## Task statement:
A word-for-word transcript of every entry is required.
[[ Dataset records open ]]
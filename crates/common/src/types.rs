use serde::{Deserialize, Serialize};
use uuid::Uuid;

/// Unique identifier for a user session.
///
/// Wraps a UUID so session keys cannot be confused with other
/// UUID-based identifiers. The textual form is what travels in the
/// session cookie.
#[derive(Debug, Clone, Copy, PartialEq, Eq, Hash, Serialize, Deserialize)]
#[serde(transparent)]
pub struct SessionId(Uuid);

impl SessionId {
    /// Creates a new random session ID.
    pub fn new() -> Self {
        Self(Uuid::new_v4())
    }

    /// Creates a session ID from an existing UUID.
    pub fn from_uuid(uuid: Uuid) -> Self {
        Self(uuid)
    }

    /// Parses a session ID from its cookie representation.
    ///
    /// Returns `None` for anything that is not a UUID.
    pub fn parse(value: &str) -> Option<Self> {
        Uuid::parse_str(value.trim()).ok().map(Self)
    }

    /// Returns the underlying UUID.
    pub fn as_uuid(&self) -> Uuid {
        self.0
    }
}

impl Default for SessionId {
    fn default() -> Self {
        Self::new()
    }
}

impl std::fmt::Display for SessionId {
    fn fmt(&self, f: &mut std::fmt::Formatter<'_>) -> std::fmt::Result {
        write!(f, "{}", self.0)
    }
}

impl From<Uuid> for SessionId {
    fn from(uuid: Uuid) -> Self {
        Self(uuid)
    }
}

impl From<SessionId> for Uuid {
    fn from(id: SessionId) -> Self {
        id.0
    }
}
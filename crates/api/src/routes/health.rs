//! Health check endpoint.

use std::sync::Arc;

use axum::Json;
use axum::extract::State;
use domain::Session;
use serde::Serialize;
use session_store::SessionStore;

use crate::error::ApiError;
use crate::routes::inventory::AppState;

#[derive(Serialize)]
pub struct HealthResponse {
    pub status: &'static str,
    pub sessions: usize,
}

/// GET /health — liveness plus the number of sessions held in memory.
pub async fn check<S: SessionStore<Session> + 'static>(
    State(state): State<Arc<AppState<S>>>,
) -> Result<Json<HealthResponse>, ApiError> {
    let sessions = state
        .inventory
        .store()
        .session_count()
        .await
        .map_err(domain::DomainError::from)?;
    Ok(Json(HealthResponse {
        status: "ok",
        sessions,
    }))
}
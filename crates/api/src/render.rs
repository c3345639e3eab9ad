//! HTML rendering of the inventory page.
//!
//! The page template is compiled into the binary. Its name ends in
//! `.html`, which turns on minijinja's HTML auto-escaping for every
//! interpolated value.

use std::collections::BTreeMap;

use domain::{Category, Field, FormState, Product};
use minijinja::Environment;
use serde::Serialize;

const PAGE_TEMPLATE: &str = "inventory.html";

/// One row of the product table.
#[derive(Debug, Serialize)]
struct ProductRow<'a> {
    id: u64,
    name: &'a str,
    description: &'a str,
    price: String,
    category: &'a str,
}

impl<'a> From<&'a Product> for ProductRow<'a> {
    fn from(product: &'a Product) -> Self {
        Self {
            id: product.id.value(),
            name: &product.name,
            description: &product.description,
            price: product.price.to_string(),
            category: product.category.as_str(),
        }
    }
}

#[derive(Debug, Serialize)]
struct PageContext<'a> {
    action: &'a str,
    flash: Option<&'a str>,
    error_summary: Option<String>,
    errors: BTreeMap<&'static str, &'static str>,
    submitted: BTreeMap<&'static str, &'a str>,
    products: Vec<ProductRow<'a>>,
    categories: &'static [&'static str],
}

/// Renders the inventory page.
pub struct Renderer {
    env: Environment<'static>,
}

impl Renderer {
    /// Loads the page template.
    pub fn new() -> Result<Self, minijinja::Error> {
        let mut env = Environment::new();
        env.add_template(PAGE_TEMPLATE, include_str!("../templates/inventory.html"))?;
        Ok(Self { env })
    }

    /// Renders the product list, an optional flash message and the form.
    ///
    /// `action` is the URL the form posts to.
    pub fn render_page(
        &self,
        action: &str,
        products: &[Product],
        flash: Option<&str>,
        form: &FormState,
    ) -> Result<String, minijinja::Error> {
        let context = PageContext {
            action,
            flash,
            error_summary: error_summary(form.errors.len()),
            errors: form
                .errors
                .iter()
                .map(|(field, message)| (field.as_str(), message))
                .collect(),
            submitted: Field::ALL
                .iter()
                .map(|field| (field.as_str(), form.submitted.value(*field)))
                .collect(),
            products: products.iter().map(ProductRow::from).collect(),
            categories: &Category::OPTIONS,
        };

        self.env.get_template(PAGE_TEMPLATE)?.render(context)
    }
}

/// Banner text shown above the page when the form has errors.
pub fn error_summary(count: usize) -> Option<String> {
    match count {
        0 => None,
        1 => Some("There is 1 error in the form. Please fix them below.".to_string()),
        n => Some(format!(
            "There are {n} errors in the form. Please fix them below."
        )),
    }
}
[[ Dataset records closed ]]
## Written answer:
filename crates/common/src/types.rs
use serde::{Deserialize, Serialize};
use uuid::Uuid;

/// Unique identifier for a user session.
///
/// Wraps a UUID so session keys cannot be confused with other
/// UUID-based identifiers. The textual form is what travels in the
/// session cookie.
#[derive(Debug, Clone, Copy, PartialEq, Eq, Hash, Serialize, Deserialize)]
#[serde(transparent)]
pub struct SessionId(Uuid);

impl SessionId {
    /// Creates a new random session ID.
    pub fn new() -> Self {
        Self(Uuid::new_v4())
    }

    /// Creates a session ID from an existing UUID.
    pub fn from_uuid(uuid: Uuid) -> Self {
        Self(uuid)
    }

    /// Parses a session ID from its cookie representation.
    ///
    /// Returns `None` for anything that is not a UUID.
    pub fn parse(value: &str) -> Option<Self> {
        Uuid::parse_str(value.trim()).ok().map(Self)
    }

    /// Returns the underlying UUID.
    pub fn as_uuid(&self) -> Uuid {
        self.0
    }
}

impl Default for SessionId {
    fn default() -> Self {
        Self::new()
    }
}

impl std::fmt::Display for SessionId {
    fn fmt(&self, f: &mut std::fmt::Formatter<'_>) -> std::fmt::Result {
        write!(f, "{}", self.0)
    }
}

impl From<Uuid> for SessionId {
    fn from(uuid: Uuid) -> Self {
        Self(uuid)
    }
}

impl From<SessionId> for Uuid {
    fn from(id: SessionId) -> Self {
        id.0
    }
}
filename crates/api/src/routes/health.rs
//! Health check endpoint.

use std::sync::Arc;

use axum::Json;
use axum::extract::State;
use domain::Session;
use serde::Serialize;
use session_store::SessionStore;

use crate::error::ApiError;
use crate::routes::inventory::AppState;

#[derive(Serialize)]
pub struct HealthResponse {
    pub status: &'static str,
    pub sessions: usize,
}

/// GET /health — liveness plus the number of sessions held in memory.
pub async fn check<S: SessionStore<Session> + 'static>(
    State(state): State<Arc<AppState<S>>>,
) -> Result<Json<HealthResponse>, ApiError> {
    let sessions = state
        .inventory
        .store()
        .session_count()
        .await
        .map_err(domain::DomainError::from)?;
    Ok(Json(HealthResponse {
        status: "ok",
        sessions,
    }))
}
filename crates/api/src/render.rs
repository c3345639e3eab9ad
//! HTML rendering of the inventory page.
//!
//! The page template is compiled into the binary. Its name ends in
//! `.html`, which turns on minijinja's HTML auto-escaping for every
//! interpolated value.

use std::collections::BTreeMap;

use domain::{Category, Field, FormState, Product};
use minijinja::Environment;
use serde::Serialize;

const PAGE_TEMPLATE: &str = "inventory.html";

/// One row of the product table.
#[derive(Debug, Serialize)]
struct ProductRow<'a> {
    id: u64,
    name: &'a str,
    description: &'a str,
    price: String,
    category: &'a str,
}

impl<'a> From<&'a Product> for ProductRow<'a> {
    fn from(product: &'a Product) -> Self {
        Self {
            id: product.id.value(),
            name: &product.name,
            description: &product.description,
            price: product.price.to_string(),
            category: product.category.as_str(),
        }
    }
}

#[derive(Debug, Serialize)]
struct PageContext<'a> {
    action: &'a str,
    flash: Option<&'a str>,
    error_summary: Option<String>,
    errors: BTreeMap<&'static str, &'static str>,
    submitted: BTreeMap<&'static str, &'a str>,
    products: Vec<ProductRow<'a>>,
    categories: &'static [&'static str],
}

/// Renders the inventory page.
pub struct Renderer {
    env: Environment<'static>,
}

impl Renderer {
    /// Loads the page template.
    pub fn new() -> Result<Self, minijinja::Error> {
        let mut env = Environment::new();
        env.add_template(PAGE_TEMPLATE, include_str!("../templates/inventory.html"))?;
        Ok(Self { env })
    }

    /// Renders the product list, an optional flash message and the form.
    ///
    /// `action` is the URL the form posts to.
    pub fn render_page(
        &self,
        action: &str,
        products: &[Product],
        flash: Option<&str>,
        form: &FormState,
    ) -> Result<String, minijinja::Error> {
        let context = PageContext {
            action,
            flash,
            error_summary: error_summary(form.errors.len()),
            errors: form
                .errors
                .iter()
                .map(|(field, message)| (field.as_str(), message))
                .collect(),
            submitted: Field::ALL
                .iter()
                .map(|field| (field.as_str(), form.submitted.value(*field)))
                .collect(),
            products: products.iter().map(ProductRow::from).collect(),
            categories: &Category::OPTIONS,
        };

        self.env.get_template(PAGE_TEMPLATE)?.render(context)
    }
}

/// Banner text shown above the page when the form has errors.
pub fn error_summary(count: usize) -> Option<String> {
    match count {
        0 => None,
        1 => Some("There is 1 error in the form. Please fix them below.".to_string()),
        n => Some(format!(
            "There are {n} errors in the form. Please fix them below."
        )),
    }
}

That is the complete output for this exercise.